People with narcissistic personality disorder have an overblown sense of their own importance, yet have very fragile self-esteem. Borderline personality disorder is characterized by instability in self-image, interpersonal relations, and mood. These people are very erratic in their behavior, which is characterized by extreme highs and lows.

CONCEPT X: Psychoactive Substance Use Disorders

The addictive disorders involve centering one's life around the use of psychoactive drugs. Alcohol is the most commonly abused in our society. Alcohol dependence involves pathological and compulsive use of alcohol and physical need for the drug. Dependence involves the development of a tolerance (it takes more and more alcohol to get drunk) and the presence of withdrawal symptoms when consumption is temporarily halted. Alcohol abusers are people who are not alcoholics but who have a drinking problem. About 13 percent of Americans will at some point in their lives have a problem with alcohol. Although presently alcoholism affects mostly men, it is increasing in women and teenagers. Alcoholism takes a serious toll on the alcoholic's health and on the productivity of our society, costing our economy as much as $120 billion per year in lost productivity and increased health care. About 85 percent of alcoholics receive no treatment.

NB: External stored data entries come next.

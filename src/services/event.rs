//! Event service implementation
//!
//! Event lifecycle, slug derivation and microsite routing, plus persistence
//! of the settings and config documents. Documents are always re-resolved
//! server-side before a write: the client's merged state is never trusted.

use tracing::{debug, info, warn};

use crate::config::Settings;
use crate::database::repositories::EventRepository;
use crate::models::event::{CreateEventRequest, Event, UpdateEventRequest};
use crate::models::settings::{EventConfig, EventSettings};
use crate::services::settings as resolver;
use crate::utils::errors::{FestplanError, Result};
use crate::utils::helpers::{random_slug_suffix, slugify};
use crate::utils::logging;

const SLUG_RETRY_ATTEMPTS: usize = 3;

/// Event service for managing event lifecycle and documents
#[derive(Debug, Clone)]
pub struct EventService {
    event_repository: EventRepository,
    settings: Settings,
}

impl EventService {
    /// Create a new EventService instance
    pub fn new(event_repository: EventRepository, settings: Settings) -> Self {
        Self {
            event_repository,
            settings,
        }
    }

    /// Create a new event.
    ///
    /// A supplied slug is validated and used as-is; without one the slug is
    /// derived from the title, retrying with a random suffix when the
    /// derived slug is already taken.
    pub async fn create_event(&self, request: CreateEventRequest) -> Result<Event> {
        if request.title.trim().is_empty() {
            return Err(FestplanError::Validation(
                "Arrangementet må ha en tittel.".to_string(),
            ));
        }

        if let Some(slug) = &request.slug {
            self.validate_slug(slug)?;
            let event = self.event_repository.create(slug, &request).await?;
            info!(event_id = event.id, slug = %event.slug, "Event created");
            return Ok(event);
        }

        let base = slugify(&request.title);
        if base.is_empty() {
            return Err(FestplanError::Validation(
                "Kunne ikke lage en adresse av tittelen.".to_string(),
            ));
        }

        let mut slug = base.clone();
        let mut last_err = None;
        for attempt in 0..=SLUG_RETRY_ATTEMPTS {
            if attempt > 0 {
                slug = format!("{}-{}", base, random_slug_suffix(4));
                debug!(slug = %slug, attempt = attempt, "Retrying derived slug");
            }
            match self.event_repository.create(&slug, &request).await {
                Ok(event) => {
                    info!(event_id = event.id, slug = %event.slug, "Event created");
                    return Ok(event);
                }
                Err(err @ FestplanError::Constraint(_)) => {
                    warn!(slug = %slug, "Derived slug collided");
                    last_err = Some(err);
                }
                Err(err) => return Err(err),
            }
        }

        Err(last_err.unwrap_or_else(|| {
            FestplanError::Validation("Kunne ikke opprette arrangementet.".to_string())
        }))
    }

    /// Get an event by ID
    pub async fn get_event(&self, event_id: i64) -> Result<Event> {
        self.event_repository
            .find_by_id(event_id)
            .await?
            .ok_or(FestplanError::EventNotFound { event_id })
    }

    /// Update event fields
    pub async fn update_event(&self, event_id: i64, request: UpdateEventRequest) -> Result<Event> {
        if let Some(slug) = &request.slug {
            self.validate_slug(slug)?;
        }

        let event = self.event_repository.update(event_id, request).await?;
        info!(event_id = event.id, "Event updated");
        Ok(event)
    }

    /// Delete an event and everything it owns
    pub async fn delete_event(&self, event_id: i64) -> Result<()> {
        // Surface not-found before the idempotent DELETE hides it
        self.get_event(event_id).await?;
        self.event_repository.delete(event_id).await?;
        info!(event_id = event_id, "Event deleted");
        Ok(())
    }

    /// Resolve a microsite routing key to its event: custom domain first,
    /// slug second.
    pub async fn resolve_site_key(&self, key: &str) -> Result<Event> {
        if let Some(event) = self.event_repository.find_by_custom_domain(key).await? {
            return Ok(event);
        }
        if let Some(event) = self.event_repository.find_by_slug(key).await? {
            return Ok(event);
        }

        Err(FestplanError::SiteNotFound {
            key: key.to_string(),
        })
    }

    /// Load the event's settings, resolved against defaults. The layout
    /// migration runs on every load, so legacy rows are usable without ever
    /// having been re-saved.
    pub async fn load_settings(&self, event_id: i64) -> Result<EventSettings> {
        let event = self.get_event(event_id).await?;
        Ok(resolver::resolve_settings(Some(&event.settings)))
    }

    /// Persist a settings document submitted from the admin UI.
    ///
    /// The incoming document is re-resolved (merged, defaulted, migrated)
    /// before the write; the stored document is always the full view.
    pub async fn save_settings(
        &self,
        event_id: i64,
        incoming: &serde_json::Value,
    ) -> Result<EventSettings> {
        let resolved = resolver::resolve_settings(Some(incoming));
        let document = serde_json::to_value(&resolved)?;
        self.event_repository.save_settings(event_id, &document).await?;
        logging::log_settings_saved(event_id, "settings");
        Ok(resolved)
    }

    /// Load the event's module-toggle config, resolved against defaults
    pub async fn load_config(&self, event_id: i64) -> Result<EventConfig> {
        let event = self.get_event(event_id).await?;
        Ok(resolver::resolve_config(Some(&event.config)))
    }

    /// Persist a config document, re-resolved server-side like settings
    pub async fn save_config(
        &self,
        event_id: i64,
        incoming: &serde_json::Value,
    ) -> Result<EventConfig> {
        let resolved = resolver::resolve_config(Some(incoming));
        let document = serde_json::to_value(&resolved)?;
        self.event_repository.save_config(event_id, &document).await?;
        logging::log_settings_saved(event_id, "config");
        Ok(resolved)
    }

    /// A slug must be non-empty lowercase ASCII letters, digits or hyphens,
    /// and must not shadow a reserved path.
    fn validate_slug(&self, slug: &str) -> Result<()> {
        if slug.is_empty()
            || !slug
                .chars()
                .all(|c| c.is_ascii_lowercase() || c.is_ascii_digit() || c == '-')
        {
            return Err(FestplanError::Validation(format!(
                "Ugyldig adresse: {}",
                slug
            )));
        }

        if self.settings.site.reserved_slugs.iter().any(|r| r == slug) {
            return Err(FestplanError::Validation(format!(
                "Adressen er reservert: {}",
                slug
            )));
        }

        Ok(())
    }
}

#[cfg(test)]
mod tests {
    use super::*;
    use crate::database::repositories::EventRepository;
    use sqlx::postgres::PgPoolOptions;

    // A lazy pool never connects, but building it still needs a runtime.
    fn service() -> EventService {
        let pool = PgPoolOptions::new().connect_lazy("postgresql://localhost/festplan");
        EventService::new(
            EventRepository::new(pool.expect("lazy pool")),
            Settings::default(),
        )
    }

    #[tokio::test]
    async fn test_validate_slug_rules() {
        let service = service();
        assert!(service.validate_slug("kari-og-ola").is_ok());
        assert!(service.validate_slug("dap2026").is_ok());
        assert!(service.validate_slug("").is_err());
        assert!(service.validate_slug("Kari").is_err());
        assert!(service.validate_slug("kari og ola").is_err());
        assert!(service.validate_slug("admin").is_err());
    }
}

The psychoanalytic perspective suggests that alcoholism results from conflict over oral gratification in infancy. Furthermore, these theorists suggest that alcoholism may be a means of coping with low self-esteem. Learning theorists argue that drinking provides the alcoholic with rewards, especially the reduction of stress that results from intoxication. This tension-reduction function may be the result of the body's compensating for a reduction of the neurotransmitter endorphin which normally reduces pain and elevates mood. There is also evidence of a genetic link in alcoholism. Since no single theory or therapy seems satisfactory, treatment is often based on a combination of several different approaches.